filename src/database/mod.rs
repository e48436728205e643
pub mod connection;
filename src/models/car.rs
//! Modelo de Car
//!
//! Este módulo contiene el struct Car y sus variantes para CRUD operations.
//! Mapea exactamente al schema PostgreSQL con primary key 'id'.

use chrono::{DateTime, Utc};
use rust_decimal::Decimal;
use serde::{Deserialize, Serialize};
use sqlx::FromRow;
use uuid::Uuid;
use validator::Validate;

/// Car principal - mapea exactamente a la tabla cars
///
/// `owner_id` queda en NULL cuando el coche se borra (soft delete): la fila
/// se conserva para que el historial de reservas siga siendo atribuible.
#[derive(Debug, Clone, Serialize, Deserialize, FromRow)]
pub struct Car {
    pub id: Uuid,
    pub owner_id: Option<Uuid>,
    pub brand: String,
    pub model: String,
    pub year: Option<i32>,
    pub category: Option<String>,
    pub seating_capacity: Option<i32>,
    pub fuel_type: Option<String>,
    pub transmission: Option<String>,
    pub image_url: Option<String>,
    pub description: Option<String>,
    pub price_per_day: Decimal,
    pub location: String,
    pub is_available: bool,
    pub created_at: DateTime<Utc>,
}

/// Request para dar de alta un coche
#[derive(Debug, Deserialize, Validate)]
pub struct CreateCarRequest {
    #[validate(length(min = 1, max = 100))]
    pub brand: String,

    #[validate(length(min = 1, max = 100))]
    pub model: String,

    #[validate(range(min = 1950, max = 2030))]
    pub year: Option<i32>,

    pub category: Option<String>,

    #[validate(range(min = 1, max = 12))]
    pub seating_capacity: Option<i32>,

    pub fuel_type: Option<String>,
    pub transmission: Option<String>,

    // la subida/transformación de imágenes es un colaborador externo;
    // aquí solo se guarda la URL resultante
    #[validate(url)]
    pub image_url: Option<String>,

    pub description: Option<String>,

    pub price_per_day: Decimal,

    #[validate(length(min = 1, max = 100))]
    pub location: String,
}

/// Request que solo referencia un coche (toggle / delete)
#[derive(Debug, Deserialize)]
pub struct CarIdRequest {
    pub car_id: Uuid,
}

/// Response de coche para la API
#[derive(Debug, Serialize)]
pub struct CarResponse {
    pub id: Uuid,
    pub owner_id: Option<Uuid>,
    pub brand: String,
    pub model: String,
    pub year: Option<i32>,
    pub category: Option<String>,
    pub seating_capacity: Option<i32>,
    pub fuel_type: Option<String>,
    pub transmission: Option<String>,
    pub image_url: Option<String>,
    pub description: Option<String>,
    pub price_per_day: Decimal,
    pub location: String,
    pub is_available: bool,
    pub created_at: DateTime<Utc>,
}

impl From<Car> for CarResponse {
    fn from(car: Car) -> Self {
        Self {
            id: car.id,
            owner_id: car.owner_id,
            brand: car.brand,
            model: car.model,
            year: car.year,
            category: car.category,
            seating_capacity: car.seating_capacity,
            fuel_type: car.fuel_type,
            transmission: car.transmission,
            image_url: car.image_url,
            description: car.description,
            price_per_day: car.price_per_day,
            location: car.location,
            is_available: car.is_available,
            created_at: car.created_at,
        }
    }
}

#[cfg(test)]
mod tests {
    use super::*;

    #[test]
    fn create_car_request_requires_brand_and_location() {
        let request = CreateCarRequest {
            brand: "".to_string(),
            model: "Model 3".to_string(),
            year: Some(2022),
            category: None,
            seating_capacity: Some(5),
            fuel_type: None,
            transmission: None,
            image_url: None,
            description: None,
            price_per_day: Decimal::new(500, 0),
            location: "Madrid".to_string(),
        };
        assert!(request.validate().is_err());
    }
}
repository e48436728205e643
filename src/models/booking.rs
//! Modelo de Booking
//!
//! Este módulo contiene el struct Booking, el ciclo de vida del estado
//! (pending → confirmed/cancelled) y el cálculo de precio por días.

use chrono::{DateTime, NaiveDate, Utc};
use rust_decimal::Decimal;
use serde::{Deserialize, Serialize};
use sqlx::{FromRow, Type};
use uuid::Uuid;

/// Estado de la reserva - mapea al ENUM booking_status
///
/// `cancelled` es terminal: una reserva cancelada nunca vuelve a activarse
/// y deja de bloquear el calendario del coche.
#[derive(Debug, Clone, Copy, Serialize, Deserialize, Type, PartialEq, Eq)]
#[sqlx(type_name = "booking_status", rename_all = "lowercase")]
#[serde(rename_all = "lowercase")]
pub enum BookingStatus {
    Pending,
    Confirmed,
    Cancelled,
}

impl BookingStatus {
    /// Tabla de transiciones permitidas:
    /// pending → confirmed, pending → cancelled, confirmed → cancelled.
    pub fn can_transition_to(self, next: BookingStatus) -> bool {
        matches!(
            (self, next),
            (BookingStatus::Pending, BookingStatus::Confirmed)
                | (BookingStatus::Pending, BookingStatus::Cancelled)
                | (BookingStatus::Confirmed, BookingStatus::Cancelled)
        )
    }

    pub fn as_str(self) -> &'static str {
        match self {
            BookingStatus::Pending => "pending",
            BookingStatus::Confirmed => "confirmed",
            BookingStatus::Cancelled => "cancelled",
        }
    }
}

/// Booking principal - mapea exactamente a la tabla bookings
///
/// `owner_id` es una copia del owner del coche en el momento de crear la
/// reserva; no sigue cambios posteriores del coche (el historial debe seguir
/// siendo atribuible aunque el coche se borre).
#[derive(Debug, Clone, Serialize, FromRow)]
pub struct Booking {
    pub id: Uuid,
    pub car_id: Uuid,
    pub owner_id: Uuid,
    pub user_id: Uuid,
    pub pickup_date: NaiveDate,
    pub return_date: NaiveDate,
    pub price: Decimal,
    pub status: BookingStatus,
    pub created_at: DateTime<Utc>,
}

/// Número de días facturables de un rango [pickup, return].
///
/// Mínimo 1 día aunque pickup y return coincidan.
pub fn rental_days(pickup: NaiveDate, ret: NaiveDate) -> i64 {
    (ret - pickup).num_days().max(1)
}

/// Precio de la reserva: tarifa diaria × días facturables.
pub fn rental_price(price_per_day: Decimal, pickup: NaiveDate, ret: NaiveDate) -> Decimal {
    price_per_day * Decimal::from(rental_days(pickup, ret))
}

/// Request público para consultar disponibilidad de flota
#[derive(Debug, Deserialize)]
pub struct CheckAvailabilityRequest {
    pub location: String,
    pub pickup_date: NaiveDate,
    pub return_date: NaiveDate,
}

/// Request para crear una reserva
#[derive(Debug, Deserialize)]
pub struct CreateBookingRequest {
    pub car_id: Uuid,
    pub pickup_date: NaiveDate,
    pub return_date: NaiveDate,
}

/// Request del owner para confirmar o cancelar una reserva
#[derive(Debug, Deserialize)]
pub struct ChangeStatusRequest {
    pub booking_id: Uuid,
    pub status: BookingStatus,
}

/// Request del renter para cancelar su propia reserva
#[derive(Debug, Deserialize)]
pub struct CancelBookingRequest {
    pub booking_id: Uuid,
}

/// Resumen del renter para el listado del owner - nunca incluye el hash
#[derive(Debug, Serialize)]
pub struct RenterSummary {
    pub id: Uuid,
    pub name: String,
    pub email: String,
}

/// Response de reserva con su coche poblado
#[derive(Debug, Serialize)]
pub struct BookingResponse {
    pub id: Uuid,
    pub car: Option<crate::models::car::CarResponse>,
    pub owner_id: Uuid,
    pub user_id: Uuid,
    pub pickup_date: NaiveDate,
    pub return_date: NaiveDate,
    pub price: Decimal,
    pub status: BookingStatus,
    pub created_at: DateTime<Utc>,
}

/// Response de reserva para el owner, con coche y renter poblados
#[derive(Debug, Serialize)]
pub struct OwnerBookingResponse {
    pub id: Uuid,
    pub car: Option<crate::models::car::CarResponse>,
    pub renter: Option<RenterSummary>,
    pub pickup_date: NaiveDate,
    pub return_date: NaiveDate,
    pub price: Decimal,
    pub status: BookingStatus,
    pub created_at: DateTime<Utc>,
}

#[cfg(test)]
mod tests {
    use super::*;

    fn date(y: i32, m: u32, d: u32) -> NaiveDate {
        NaiveDate::from_ymd_opt(y, m, d).unwrap()
    }

    #[test]
    fn same_day_rental_charges_one_day() {
        let feb_1 = date(2024, 2, 1);
        assert_eq!(rental_days(feb_1, feb_1), 1);
        assert_eq!(
            rental_price(Decimal::new(1000, 0), feb_1, feb_1),
            Decimal::new(1000, 0)
        );
    }

    #[test]
    fn three_day_rental_price() {
        let pickup = date(2024, 2, 1);
        let ret = date(2024, 2, 4);
        assert_eq!(rental_days(pickup, ret), 3);
        assert_eq!(
            rental_price(Decimal::new(1000, 0), pickup, ret),
            Decimal::new(3000, 0)
        );
    }

    #[test]
    fn fractional_rate_multiplies_exactly() {
        let pickup = date(2024, 1, 5);
        let ret = date(2024, 1, 8);
        // 49.99 × 3 = 149.97, sin redondeos de punto flotante
        assert_eq!(
            rental_price(Decimal::new(4999, 2), pickup, ret),
            Decimal::new(14997, 2)
        );
    }

    #[test]
    fn allowed_transitions() {
        assert!(BookingStatus::Pending.can_transition_to(BookingStatus::Confirmed));
        assert!(BookingStatus::Pending.can_transition_to(BookingStatus::Cancelled));
        assert!(BookingStatus::Confirmed.can_transition_to(BookingStatus::Cancelled));
    }

    #[test]
    fn cancelled_is_terminal() {
        assert!(!BookingStatus::Cancelled.can_transition_to(BookingStatus::Pending));
        assert!(!BookingStatus::Cancelled.can_transition_to(BookingStatus::Confirmed));
        assert!(!BookingStatus::Cancelled.can_transition_to(BookingStatus::Cancelled));
    }

    #[test]
    fn no_op_and_backward_transitions_rejected() {
        assert!(!BookingStatus::Pending.can_transition_to(BookingStatus::Pending));
        assert!(!BookingStatus::Confirmed.can_transition_to(BookingStatus::Pending));
        assert!(!BookingStatus::Confirmed.can_transition_to(BookingStatus::Confirmed));
    }

    #[test]
    fn status_serializes_lowercase() {
        assert_eq!(
            serde_json::to_string(&BookingStatus::Pending).unwrap(),
            "\"pending\""
        );
        let parsed: BookingStatus = serde_json::from_str("\"cancelled\"").unwrap();
        assert_eq!(parsed, BookingStatus::Cancelled);
    }
}
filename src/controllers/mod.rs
pub mod booking_controller;
pub mod car_controller;
pub mod user_controller;
use std::{borrow::Cow, fmt::Debug};

use crate::{OutputBundle, TransformArgs};

/// What a `transform` hook hands back to the host. `map` is a serialized source map.
#[derive(Debug, Clone, PartialEq, Eq)]
pub struct TransformResult {
  pub code: String,
  pub map: Option<String>,
}

impl TransformResult {
  pub fn without_map(code: String) -> Self {
    Self { code, map: None }
  }
}

pub type TransformOutput = svgr_component_error::Result<Option<TransformResult>>;
pub type HookNoopReturn = svgr_component_error::Result<()>;
pub type PluginName<'a> = Cow<'a, str>;

/// Mirrors the `enforce` field of vite plugins.
#[derive(Debug, Clone, Copy, PartialEq, Eq, PartialOrd, Ord)]
pub enum PluginOrder {
  Pre,
  Post,
}

#[async_trait::async_trait]
pub trait BuildPlugin: Debug + Send + Sync {
  fn name(&self) -> PluginName;

  /// `Some(PluginOrder::Pre)` runs the hooks of this plugin before the ones without a hint.
  fn enforce(&self) -> Option<PluginOrder> {
    None
  }

  /// `Ok(None)` means the module is not handled and the host keeps its default behavior.
  async fn transform(&self, _args: &TransformArgs) -> TransformOutput {
    Ok(None)
  }

  /// Called once with the finalized output. Entries may be removed in place.
  async fn generate_bundle(&self, _bundle: &mut OutputBundle) -> HookNoopReturn {
    Ok(())
  }
}
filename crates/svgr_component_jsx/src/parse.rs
use std::borrow::Cow;

use quick_xml::{
  events::{BytesStart, Event},
  Reader,
};
use svgr_component_error::{Error, Result};

use crate::{Attribute, Element, Node};

/// Parses svg markup into an [Element] tree rooted at `<svg>`.
pub fn parse_svg(source: &str) -> Result<Element> {
  let mut reader = Reader::from_str(source);

  let mut stack: Vec<Element> = vec![];
  let mut root: Option<Element> = None;

  loop {
    let event = reader
      .read_event()
      .map_err(|err| Error::invalid_svg(err.to_string(), Some(reader.error_position() as u64)))?;
    let position = reader.buffer_position() as u64;

    match event {
      Event::Start(start) => stack.push(element_from_start(&start, position)?),
      Event::Empty(start) => {
        let element = element_from_start(&start, position)?;
        attach(&mut stack, &mut root, element, position)?;
      }
      Event::End(_) => {
        // quick-xml already verified that the end tag matches
        let element = stack
          .pop()
          .ok_or_else(|| Error::invalid_svg("unexpected closing tag", Some(position)))?;
        attach(&mut stack, &mut root, element, position)?;
      }
      Event::Text(text) => {
        if let Some(parent) = stack.last_mut() {
          let text = match text.unescape() {
            Ok(text) => text.into_owned(),
            // Entities declared in a DOCTYPE (Illustrator's `&ns_svg;`) are kept verbatim
            Err(_) => String::from_utf8_lossy(&text).into_owned(),
          };
          // Indentation between elements
          if parent.preserves_whitespace() || !text.trim().is_empty() {
            parent.children.push(Node::Text(text));
          }
        }
      }
      Event::CData(data) => {
        if let Some(parent) = stack.last_mut() {
          let text = String::from_utf8_lossy(&data.into_inner()).into_owned();
          parent.children.push(Node::Text(text));
        }
      }
      Event::Eof => break,
      _ => {}
    }
  }

  if let Some(unclosed) = stack.last() {
    return Err(Error::invalid_svg(
      format!("unclosed element <{}>", unclosed.name),
      Some(reader.buffer_position() as u64),
    ));
  }

  match root {
    Some(root) if root.name == "svg" => Ok(root),
    Some(root) => Err(Error::invalid_svg(
      format!("expected an <svg> root element, found <{}>", root.name),
      None,
    )),
    None => Err(Error::invalid_svg("no <svg> element found", None)),
  }
}

fn attach(
  stack: &mut [Element],
  root: &mut Option<Element>,
  element: Element,
  position: u64,
) -> Result<()> {
  if let Some(parent) = stack.last_mut() {
    parent.children.push(Node::Element(element));
  } else if root.is_none() {
    *root = Some(element);
  } else {
    return Err(Error::invalid_svg(
      format!("unexpected second root element <{}>", element.name),
      Some(position),
    ));
  }
  Ok(())
}

fn element_from_start(start: &BytesStart, position: u64) -> Result<Element> {
  let mut element = Element::new(String::from_utf8_lossy(start.name().as_ref()));
  for attr in start.attributes() {
    let attr = attr.map_err(|err| Error::invalid_svg(err.to_string(), Some(position)))?;
    let value = match attr.unescape_value() {
      Ok(value) => value,
      Err(_) => Cow::Owned(String::from_utf8_lossy(&attr.value).into_owned()),
    };
    element.attributes.push(Attribute {
      name: String::from_utf8_lossy(attr.key.as_ref()).into_owned(),
      value: value.into_owned(),
    });
  }
  Ok(element)
}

◇ ◇ ◇

## Directions for this task
Stop after the line containing "delete): la fila": print exactly the lines from the start of the entries above up to it, that line included.

## Result of the exercise
filename src/database/mod.rs
repository e48436728205e643
pub mod connection;
filename src/models/car.rs
//! Modelo de Car
//!
//! Este módulo contiene el struct Car y sus variantes para CRUD operations.
//! Mapea exactamente al schema PostgreSQL con primary key 'id'.

use chrono::{DateTime, Utc};
use rust_decimal::Decimal;
use serde::{Deserialize, Serialize};
use sqlx::FromRow;
use uuid::Uuid;
use validator::Validate;

/// Car principal - mapea exactamente a la tabla cars
///
/// `owner_id` queda en NULL cuando el coche se borra (soft delete): la fila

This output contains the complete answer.